*TASK DESCRIPTION*
Output range, inclusive: from the line containing "pub fn validate(&self, node: impl" to the line containing "if self.width <". Restate those lines from the data below word for word and only those.

*WORKING DATA*

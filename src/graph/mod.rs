//! Graph construction over spatial objects.
//!
//! A page contributes horizontal and vertical neighbor edges between its own
//! objects, and cross-page edges to the overlapping objects of the page
//! before it. Edge enumeration order depends only on input order and
//! geometry, so two runs over the same document produce the same list.

mod builder;
mod edge;
mod neighbors;
mod options;

pub use builder::{DocumentGraph, GraphBuilder};
pub use edge::{Edge, EdgeKind, EdgeRecord};
pub use options::GraphOptions;
//! Axis-aligned bounding boxes and polygon helpers.
//!
//! All overlap predicates use closed intervals: two boxes that only touch
//! along an edge overlap. Callers that need strict overlap must shrink one
//! side by an epsilon first.

use std::sync::OnceLock;

use regex::Regex;
use serde::{Deserialize, Serialize};

use crate::error::{Error, Result};

use super::NodeRef;

/// An axis-aligned box in document coordinate units.
#[derive(Debug, Clone, Copy, PartialEq, Serialize, Deserialize)]
pub struct BoundingBox {
    /// Left edge
    pub x: f64,
    /// Top edge
    pub y: f64,
    /// Horizontal extent (>= 0)
    pub width: f64,
    /// Vertical extent (>= 0)
    pub height: f64,
}

impl BoundingBox {
    /// Create a box from its origin and size.
    pub fn new(x: f64, y: f64, width: f64, height: f64) -> Self {
        Self {
            x,
            y,
            width,
            height,
        }
    }

    /// Create a box from two corners `(x1, y1)` and `(x2, y2)`.
    pub fn from_corners(x1: f64, y1: f64, x2: f64, y2: f64) -> Self {
        Self::new(x1, y1, x2 - x1, y2 - y1)
    }

    /// Right edge.
    pub fn x2(&self) -> f64 {
        self.x + self.width
    }

    /// Bottom edge.
    pub fn y2(&self) -> f64 {
        self.y + self.height
    }

    /// Center point.
    pub fn center(&self) -> (f64, f64) {
        (self.x + self.width / 2.0, self.y + self.height / 2.0)
    }

    /// Surface of the box.
    pub fn area(&self) -> f64 {
        self.width * self.height
    }

    /// Check the size invariant: finite coordinates, non-negative extent.
    pub fn is_valid(&self) -> bool {
        self.defect().is_none()
    }

    /// Fail with `InvalidGeometry` when the box breaks the size invariant.
    ///
    /// The node is only built when there is something to report.
    pub fn validate(&self, node: impl FnOnce() -> NodeRef) -> Result<()> {
        match self.defect() {
            Some(reason) => Err(Error::invalid_geometry(node(), reason)),
            None => Ok(()),
        }
    }

    fn defect(&self) -> Option<String> {
        if !(self.x.is_finite()
            && self.y.is_finite()
            && self.width.is_finite()
            && self.height.is_finite())
        {
            return Some(format!(
                "non-finite box [{}, {}, {}, {}]",
                self.x, self.y, self.width, self.height
            ));
        }
        if self.width < 0.0 {
            return Some(format!("negative width {}", self.width));
        }
        if self.height < 0.0 {
            return Some(format!("negative height {}", self.height));
        }
        None
    }

    /// True iff the horizontal projections intersect (touching counts).
    pub fn overlap_x(&self, other: &BoundingBox) -> bool {
        self.x2().min(other.x2()) >= self.x.max(other.x)
    }

    /// True iff the vertical projections intersect (touching counts).
    pub fn overlap_y(&self, other: &BoundingBox) -> bool {
        self.y2().min(other.y2()) >= self.y.max(other.y)
    }

    /// True iff both projections intersect.
    pub fn overlap(&self, other: &BoundingBox) -> bool {
        self.overlap_x(other) && self.overlap_y(other)
    }

    /// The common part of two boxes, or `None` when they do not overlap.
    ///
    /// Touching boxes yield a degenerate box of zero width or height.
    pub fn intersection(&self, other: &BoundingBox) -> Option<BoundingBox> {
        if !self.overlap(other) {
            return None;
        }
        let x = self.x.max(other.x);
        let y = self.y.max(other.y);
        Some(BoundingBox::new(
            x,
            y,
            self.x2().min(other.x2()) - x,
            self.y2().min(other.y2()) - y,
        ))
    }

    /// True iff `other` lies entirely inside `self` (edges included).
    pub fn contains(&self, other: &BoundingBox) -> bool {
        other.x >= self.x && other.y >= self.y && other.x2() <= self.x2() && other.y2() <= self.y2()
    }

    /// True iff the point lies inside the box (edges included).
    pub fn contains_point(&self, x: f64, y: f64) -> bool {
        x >= self.x && x <= self.x2() && y >= self.y && y <= self.y2()
    }

    /// Euclidean distance between the centers of two boxes.
    pub fn center_distance(&self, other: &BoundingBox) -> f64 {
        let (ax, ay) = self.center();
        let (bx, by) = other.center();
        (ax - bx).hypot(ay - by)
    }

    /// Smallest box enclosing every input box.
    ///
    /// Fails with `EmptyInput` when the iterator yields nothing.
    pub fn enclosing<I>(boxes: I) -> Result<BoundingBox>
    where
        I: IntoIterator<Item = BoundingBox>,
    {
        let mut iter = boxes.into_iter();
        let first = iter
            .next()
            .ok_or_else(|| Error::EmptyInput("no bounding box to enclose".to_string()))?;

        let (mut min_x, mut min_y, mut max_x, mut max_y) =
            (first.x, first.y, first.x2(), first.y2());
        for bb in iter {
            min_x = min_x.min(bb.x);
            min_y = min_y.min(bb.y);
            max_x = max_x.max(bb.x2());
            max_y = max_y.max(bb.y2());
        }

        Ok(BoundingBox::from_corners(min_x, min_y, max_x, max_y))
    }

    /// Fit the axis-aligned rectangle of a polygon.
    pub fn from_points(points: &[(f64, f64)]) -> Result<BoundingBox> {
        BoundingBox::enclosing(points.iter().map(|&(x, y)| BoundingBox::new(x, y, 0.0, 0.0)))
            .map_err(|_| Error::EmptyInput("polygon has no points".to_string()))
    }

    /// Reduce a rectangle fitted on a region polygon.
    ///
    /// Polygons drawn around text lines usually overlap their neighbors;
    /// without the reduction every line would overlap the lines above and
    /// below. At least a third of the width is kept. The resulting corners
    /// are rounded to integers; a line too thin for the vertical margin
    /// collapses to its rounded center line.
    pub fn shrink_for_graph(&self) -> BoundingBox {
        let (w, h) = (self.width, self.height);
        let dx = (w * 0.066).max(20f64.min(w / 3.0));
        // the vertical margin is capped by the width, not the height
        let dy = (h * 0.066).max(20f64.min(w / 3.0));

        let x1 = (self.x + dx).round();
        let x2 = (self.x2() - dx).round();
        let (mut y1, mut y2) = ((self.y + dy).round(), (self.y2() - dy).round());
        if y2 < y1 {
            let mid = (self.y + h / 2.0).round();
            (y1, y2) = (mid, mid);
        }
        BoundingBox::from_corners(x1, y1, x2, y2)
    }

    /// Closed polyline `"x,y x2,y x2,y2 x,y2 x,y"`, scaled from points
    /// (1/72 inch) to the given resolution and truncated to integers.
    pub fn to_polyline(&self, dpi: f64) -> String {
        let scale = dpi / 72.0;
        let corners = [
            (self.x, self.y),
            (self.x2(), self.y),
            (self.x2(), self.y2()),
            (self.x, self.y2()),
            (self.x, self.y),
        ];
        corners
            .iter()
            .map(|&(x, y)| format!("{},{}", (x * scale) as i64, (y * scale) as i64))
            .collect::<Vec<_>>()
            .join(" ")
    }
}

fn points_regex() -> &'static Regex {
    static RE: OnceLock<Regex> = OnceLock::new();
    RE.get_or_init(|| {
        Regex::new(r"^\s*([-+]?\d+(?:\.\d+)?)\s*,\s*([-+]?\d+(?:\.\d+)?)\s*$")
            .expect("points pattern is valid")
    })
}

/// Parse a PageXml-style `points` value: `"972,43 1039,43 1039,104"`.
///
/// Returns `None` when any pair is malformed or the value holds no pair.
pub fn parse_points(value: &str) -> Option<Vec<(f64, f64)>> {
    let re = points_regex();
    let points = value
        .split_whitespace()
        .map(|pair| {
            let caps = re.captures(pair)?;
            let x = caps[1].parse::<f64>().ok()?;
            let y = caps[2].parse::<f64>().ok()?;
            Some((x, y))
        })
        .collect::<Option<Vec<_>>>()?;

    if points.is_empty() {
        None
    } else {
        Some(points)
    }
}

*TASK RESPONSE*
    pub fn validate(&self, node: impl FnOnce() -> NodeRef) -> Result<()> {
        match self.defect() {
            Some(reason) => Err(Error::invalid_geometry(node(), reason)),
            None => Ok(()),
        }
    }

    fn defect(&self) -> Option<String> {
        if !(self.x.is_finite()
            && self.y.is_finite()
            && self.width.is_finite()
            && self.height.is_finite())
        {
            return Some(format!(
                "non-finite box [{}, {}, {}, {}]",
                self.x, self.y, self.width, self.height
            ));
        }
        if self.width < 0.0 {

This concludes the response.